▶ **Your goal**:
Look for "pool" in each line of the entries, and return the matching lines.

[Data extracted from a collection]
++++

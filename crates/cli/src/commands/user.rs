//! Account management commands.
//!
//! # Usage
//!
//! ```bash
//! em-cli user create --first-name Ada --last-name Lovelace \
//!     --email ada@example.com --password 'correct horse battery'
//! ```
//!
//! Accounts go through the same validation and hashing as sign-up.

use emerald_core::UserId;
use emerald_storefront::db::{self, UserRepository};
use emerald_storefront::services::auth::{AuthError, AuthService, Registration};

use super::{CommandError, database_url};

/// Errors that can occur during account operations.
#[derive(Debug, thiserror::Error)]
pub enum UserError {
    #[error(transparent)]
    Command(#[from] CommandError),

    #[error("Database error: {0}")]
    Database(#[from] sqlx::Error),

    #[error(transparent)]
    Auth(#[from] AuthError),
}

/// Create a storefront account.
///
/// # Returns
///
/// The ID of the created user.
///
/// # Errors
///
/// Returns `UserError` if the form is invalid, the email is taken, or the
/// database is unreachable.
pub async fn create(registration: Registration) -> Result<UserId, UserError> {
    let url = database_url()?;

    tracing::info!("Connecting to storefront database...");
    let pool = db::create_pool(&url).await?;

    let auth = AuthService::new(UserRepository::new(&pool));
    let user = auth.register(registration).await?;

    tracing::info!(
        "User created successfully! ID: {}, Email: {}",
        user.id,
        user.email
    );
    Ok(user.id)
}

++++

▶ **The completed task**:
    let pool = db::create_pool(&url).await?;
    let auth = AuthService::new(UserRepository::new(&pool));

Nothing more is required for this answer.